たった一回の人生で、僕らは死んだ後に何も残らないにも関わらず失敗するんですよね。
それはぎょっとしますよね。たった1回しかないのに、失敗することがあるっていう、その恐ろしさがあります。
ストレス・不安・悩みは尽きない
結局、ストレスや悩み、不安は尽きません。
お釈迦様というか、ゴータマ・シッダールタも死の直前に本当にストレスや不安や悩みがなくなったかというと、そういうことはないと思いますね。
悟りを得たからといって、それがないということは人間としてあり得ないですよね。
人間であればだけれども、僕は思いますね。
あらゆる哲学者もあらゆる宗教家も、あらゆる精神科医も、ストレスや悩み、不安が尽きたことはありません。人類史上おそらく。
それと付き合いながら生きていくということですよね、程々に。
というのがゴールであり、幸せの状態ということなんですよね。
幸せのゴール
自分に軸があって、世間の価値観に合わせつつ、世間の価値観にフィットして、うまく生きていきつつ、でも世間の価値観に合わせすぎず、自分独自の価値観を持つ。
自分独自の価値観の中で、うまくやっていく、世界とつながりを感じる。感情に支配されすぎない。
そういうことがある程度できているのが幸せの状態であり、目指すべき状態です。
まったく不安がないとか、まったくストレスがない状況はあり得ない。
この選択肢をやり続ければ正解なんだということもないわけですよね。
僕らは常に生きている間は学習し選択し、失敗し続けることを受け入れていかなければいけないし、それがありつつも、それが幸せだと感じられることはとても重要なんです。
これがある種のゴールなんですよというと、今の自分とそんなに変わらないんじゃないかという気がするかもしれませんね。

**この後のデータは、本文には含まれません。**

// SPDX-License-Identifier: MIT
// Copyright (c) 2026 Alfred Jean LLC

//! Sync pass history types.
//!
//! Passes are persisted by [`SyncItemStore::record_pass`](crate::SyncItemStore::record_pass)
//! next to the queue. Only the newest [`PASS_HISTORY_LIMIT`] passes are kept.

use serde::{Deserialize, Serialize};

/// Passes retained in the history table.
pub const PASS_HISTORY_LIMIT: usize = 500;

/// One reconciliation pass that ran to the end.
#[derive(Debug, Clone, PartialEq, Eq, Serialize, Deserialize)]
pub struct SyncPass {
    /// Epoch milliseconds.
    pub started_at: i64,
    pub duration_ms: i64,
    pub success: bool,
    /// Sync items the pass created.
    pub enqueued: usize,
    #[serde(default, skip_serializing_if = "Option::is_none")]
    pub error: Option<String>,
}

/// Aggregates over the retained pass history.
#[derive(Debug, Clone, Default, PartialEq, Eq, Serialize)]
pub struct PassStatistics {
    pub total: usize,
    pub successful: usize,
    pub failed: usize,
    pub items_enqueued: usize,
    pub average_duration_ms: i64,
    pub last_pass_at: Option<i64>,
    pub last_success_at: Option<i64>,
}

まあ、そうと言えばそうなんだよね。
今の自分とそんなに変わらないんですよね、ゴールっていうのは。
だけどちょっと違うというのが治療後の世界ということになります。
とは言っても、脳内が引き起こしているドパミンとか肉体的な変化もありますから、それだけではありませんが、思考というか、心のあり方というのはこうですよということです。
人格的な成熟が起きた後
じゃあその後どうしていくのか。
精神科に通院していくことで、薬物療法もあるし、主治医との会話の中で、「ああ、これが人間なんだな」「これが社会なんだな」「自分の人生ってこういうものなんだな」ということが、ある程度思考が整理されたり理解が進んだりして、人格的な成熟が起きた後、じゃあ次はどうするんですかということです。
まあいろいろあります。
うつ病、双極性障害、統合失調症、いわゆる昔で言う難治性疾患と呼ばれる病気たちですね。
この3つは再発のリスクがとても高いんです。なので再発予防のため、薬物治療の継続というのが必要です。
悟りに近いくらいに達観したとしても薬は必要です。再発しないために。
「常に必要ない人だっているだろう」と言われるかもしれないけれど、ここは結構難しいです。
学説によって分かれるかもしれないですが、オーソドックスに言うと再発予防のために薬を飲みましょうと教わります。
5年くらいで再発がなかったときにどうしようかと考えたりするのですが、5年以内の再発率が6割7割を超えてくる病気ですから薬は必要だし、臨床的にはまあ5年ぐらい経つ前にはまた再発していたりするので、結局飲み続けなければいけないことが多かったりします。
悟りに近い状態になったとしても必要なんですよ。
次に発達障害、精神発達遅滞、不安障害、強迫性障害、PTSDなどいわゆる心因性疾患の場合どうなのかというと、薬を使うかどうかはその人次第かなという気がします。
生まれ持った体質の問題ももちろんあります。
発達障害であれば注意散漫になりやすい、不安障害であれば不安になりやすいというのがある。
それは悟りに近い心理状況になったとしても、薬でちょっと体質改善してあげた方がいいんじゃないかという考え方もある。
それは精神科医の中では一般的なんじゃないかなという気がしますね。
薬で補ってあげた方がパフォーマンスは良かったりもしますので、身体に問題がないのであれば使っていく。大量ではないですよ。
本人にとって必要な量を考えつつ使い続けていくのもアリかなと思います。
もちろんですね、薬がなくてもうまくやれているし、通院も面倒くさいのでやめますという人もいますから、どっちが正しいというわけではないと思いますが、難治性疾患以外だったらどちらでもいいかなという気はします。本人の自由かなと思います。
通院している患者さんでも、あったほうが良いと言って飲み続けている人もいるし、飲まなくなってときどき顔を見せにくる、久々に先生にちょっと会いに来たんです、という人もいます。
どっちがいいのかという感じです。
でもまあそういう状態になったとしても、その人たちがストレスや悩みとか、不安から解放されてまったくゼロかというとそういうわけじゃなくて、そういう状況がありながらもうまく付き合っているという感じですね。
支配されないということです。
こういうイメージを持ちつつ、白黒思考に支配されず、「ああ、こういうものなんだな」と思いながら治療できる。そういうところを目指していけるといいんじゃないかなと思います。
今回は、治療後の世界というテーマでお話ししました。